Mark Kurlansky has made a good living on writing “object biographies.” He’s penned a book on salt (which is slated for 553) and another one on oysters (641, but I’ve already got a book for that one). They are a lot of fun, but many times they tend to get away from their subject. That may be rightfully necessary; who wants to read 270-plus pages on cod?

For the most past, Kurlansky’s Cod does a very good job of getting the history of the cod-fishing industry across. He even takes detours into the etymology of cod-related phrases (and I’m beginning to think that every word in history has, at one point in time, been a euphemism for “prostitute”). Starting with the Basque fishermen of the tenth century and going until the present day, he shows the wonderful interconnected of the world of fishing and economics. The problem comes when, two-thirds of the way through the book, it becomes a monotonous lecture on the dangers of over-fishing. Don’t get me wrong, we need to learn balance in almost everything we do, but 100 pages on the politics of Canadian fishing is a bit much.

Luckily, to break up the policy arguments, he intersperses recipes from all over the world to show how cod preparation varies from one culture to the next, and even from one century to the next. The last forty pages are devoted to cod recipes, perhaps to wash away the guilt from the previous heavy-handedness.

All in all, his history is interesting and worth a read. It took me roughly 6ish hours to get through this (all while working a real job, mind you).

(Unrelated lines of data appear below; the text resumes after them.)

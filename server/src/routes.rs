use axum::routing::{get, post};
use axum::Router;

use crate::chat::{history, operator};
use crate::state::AppState;
use crate::ws::handler as ws_handler;

/// Build the operator UI router.
pub fn build_router(state: AppState) -> Router {
    // Live registry: every call goes through the dispatcher
    let operator_routes = Router::new()
        .route("/api/clients", get(operator::list_clients))
        .route("/api/clients/{id}/reply", post(operator::reply))
        .route("/api/clients/{id}/read", post(operator::mark_read))
        .route("/api/broadcast", post(operator::broadcast));

    // Persisted history, read-only
    let history_routes = Router::new()
        .route("/api/members", get(history::list_members))
        .route("/api/members/{member}/messages", get(history::member_messages))
        .route("/api/members/{member}/unread", get(history::member_unread))
        .route("/api/members/{member}/sessions", get(history::member_sessions));

    let ws_routes = Router::new().route("/ws", get(ws_handler::ws_upgrade));

    let health = Router::new().route("/health", get(health_check));

    Router::new()
        .merge(operator_routes)
        .merge(history_routes)
        .merge(ws_routes)
        .merge(health)
        .with_state(state)
}

/// Basic health check endpoint
async fn health_check() -> &'static str {
    "ok"
}
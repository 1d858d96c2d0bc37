use clap::Parser;
use figment::{
    providers::{Env, Format, Serialized, Toml},
    Figment,
};
use serde::{Deserialize, Serialize};

use crate::chat::messages::MessageKind;

/// Command-line flags. Every option is optional so that only flags the
/// operator actually passed override the TOML file and environment.
#[derive(Parser, Serialize, Deserialize, Clone, Debug, Default)]
#[command(name = "netchat-operator", version, about = "NetChat operator hub")]
pub struct Cli {
    /// Path to TOML config file
    #[arg(long, default_value = "./netchat.toml")]
    #[serde(skip)]
    pub config: String,

    /// Address the kiosk TCP listener binds to
    #[arg(long)]
    #[serde(skip_serializing_if = "Option::is_none")]
    pub server_ip: Option<String>,

    /// Port the kiosk TCP listener binds to
    #[arg(long)]
    #[serde(skip_serializing_if = "Option::is_none")]
    pub server_port: Option<u16>,

    /// Seconds without any frame before a client is forced offline
    #[arg(long)]
    #[serde(skip_serializing_if = "Option::is_none")]
    pub client_timeout_seconds: Option<u64>,

    /// Seconds between liveness sweeps
    #[arg(long)]
    #[serde(skip_serializing_if = "Option::is_none")]
    pub heartbeat_interval_seconds: Option<u64>,

    /// Address the operator UI bridge (HTTP + WebSocket) binds to
    #[arg(long)]
    #[serde(skip_serializing_if = "Option::is_none")]
    pub ui_bind_address: Option<String>,

    /// Port of the operator UI bridge
    #[arg(long)]
    #[serde(skip_serializing_if = "Option::is_none")]
    pub ui_port: Option<u16>,

    /// Data directory for the SQLite history database
    #[arg(long)]
    #[serde(skip_serializing_if = "Option::is_none")]
    pub data_dir: Option<String>,

    /// Enable structured JSON logging
    #[arg(long)]
    #[serde(skip_serializing_if = "std::ops::Not::not")]
    pub json_logs: bool,

    /// Seed 20 online and 10 offline virtual devices (manual UI testing)
    #[arg(long)]
    #[serde(skip_serializing_if = "std::ops::Not::not")]
    pub virtual_devices: bool,

    /// Output a commented TOML config template and exit
    #[arg(long)]
    #[serde(skip)]
    pub generate_config: bool,
}

/// Notification sound file per message category. Empty means no sound.
#[derive(Debug, Clone, Default, PartialEq, Eq, Serialize, Deserialize)]
pub struct SoundConfig {
    #[serde(default)]
    pub chat: String,
    #[serde(default)]
    pub payment: String,
    #[serde(default)]
    pub shutdown: String,
}

impl SoundConfig {
    /// Configured sound path for a category, if any.
    pub fn path_for(&self, kind: MessageKind) -> Option<String> {
        let path = match kind {
            MessageKind::Chat => &self.chat,
            MessageKind::Payment => &self.payment,
            MessageKind::Shutdown => &self.shutdown,
        };
        (!path.is_empty()).then(|| path.clone())
    }
}

/// Effective operator configuration.
#[derive(Debug, Clone, PartialEq, Eq, Serialize, Deserialize)]
pub struct Config {
    #[serde(default = "default_server_ip")]
    pub server_ip: String,

    #[serde(default = "default_server_port")]
    pub server_port: u16,

    /// Liveness threshold, independent of the sweep interval
    #[serde(default = "default_client_timeout")]
    pub client_timeout_seconds: u64,

    /// Sweep interval of the liveness monitor
    #[serde(default = "default_heartbeat_interval")]
    pub heartbeat_interval_seconds: u64,

    #[serde(default = "default_ui_bind_address")]
    pub ui_bind_address: String,

    #[serde(default = "default_ui_port")]
    pub ui_port: u16,

    #[serde(default = "default_data_dir")]
    pub data_dir: String,

    #[serde(default)]
    pub json_logs: bool,

    #[serde(default)]
    pub virtual_devices: bool,

    #[serde(default)]
    pub sounds: SoundConfig,
}

fn default_server_ip() -> String {
    "0.0.0.0".to_string()
}

fn default_server_port() -> u16 {
    5000
}

fn default_client_timeout() -> u64 {
    25
}

fn default_heartbeat_interval() -> u64 {
    20
}

fn default_ui_bind_address() -> String {
    "127.0.0.1".to_string()
}

fn default_ui_port() -> u16 {
    5080
}

fn default_data_dir() -> String {
    "./data".to_string()
}

impl Default for Config {
    fn default() -> Self {
        Self {
            server_ip: default_server_ip(),
            server_port: default_server_port(),
            client_timeout_seconds: default_client_timeout(),
            heartbeat_interval_seconds: default_heartbeat_interval(),
            ui_bind_address: default_ui_bind_address(),
            ui_port: default_ui_port(),
            data_dir: default_data_dir(),
            json_logs: false,
            virtual_devices: false,
            sounds: SoundConfig::default(),
        }
    }
}

impl Config {
    /// Layered precedence:
    /// built-in defaults < TOML file < env vars (NETCHAT_*) < CLI flags
    pub fn figment(cli: &Cli) -> Figment {
        Figment::new()
            .merge(Serialized::defaults(Config::default()))
            .merge(Toml::file(&cli.config))
            .merge(Env::prefixed("NETCHAT_"))
            .merge(Serialized::defaults(cli))
    }

    pub fn load(cli: &Cli) -> Result<Self, figment::Error> {
        Self::figment(cli).extract()
    }

    /// Reject settings that would disable liveness detection.
    pub fn validate(&self) -> Result<(), String> {
        if self.client_timeout_seconds == 0 {
            return Err("client_timeout_seconds must be greater than zero".to_string());
        }
        if self.heartbeat_interval_seconds == 0 {
            return Err("heartbeat_interval_seconds must be greater than zero".to_string());
        }
        Ok(())
    }

    pub fn tcp_address(&self) -> String {
        format!("{}:{}", self.server_ip, self.server_port)
    }

    pub fn ui_address(&self) -> String {
        format!("{}:{}", self.ui_bind_address, self.ui_port)
    }
}

/// Generate a commented TOML config template
pub fn generate_config_template() -> String {
    r#"# NetChat Operator Configuration
# Place this file at ./netchat.toml or specify with --config <path>
# All settings can be overridden via environment variables (NETCHAT_SERVER_PORT, etc.)
# or CLI flags (--server-port, etc.)

# Kiosk TCP listener
# server_ip = "0.0.0.0"
# server_port = 5000

# A client that sends nothing (not even a heartbeat) for this long is
# forced offline by the liveness sweep.
# client_timeout_seconds = 25

# How often the liveness sweep runs
# heartbeat_interval_seconds = 20

# Operator UI bridge (HTTP + WebSocket events)
# ui_bind_address = "127.0.0.1"
# ui_port = 5080

# Directory holding netchat.db
# data_dir = "./data"

# Structured JSON logging
# json_logs = false

# ---- Notification sounds ----
# [sounds]
# chat = ""
# payment = ""
# shutdown = ""
"#
    .to_string()
}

In other news, this completing this book means that I have reported on at least one book from each Dewey class (hundreds). The past twelve books have definitely been random, but I’m already seeing connections. Brunelleschi’s Dome mentioned that medieval and Renaissance scientists and inventors had to write their journals in code, so that their ideas would remain a secret. This links up with The Friar and the Cipher, which is entirely devoted to an ancient manuscript written in a still-undecipherable code. I am reading a book now entitled From Silk to Cyanide, which is all about codes used during World War II. Life’s little coincidences always amaze me.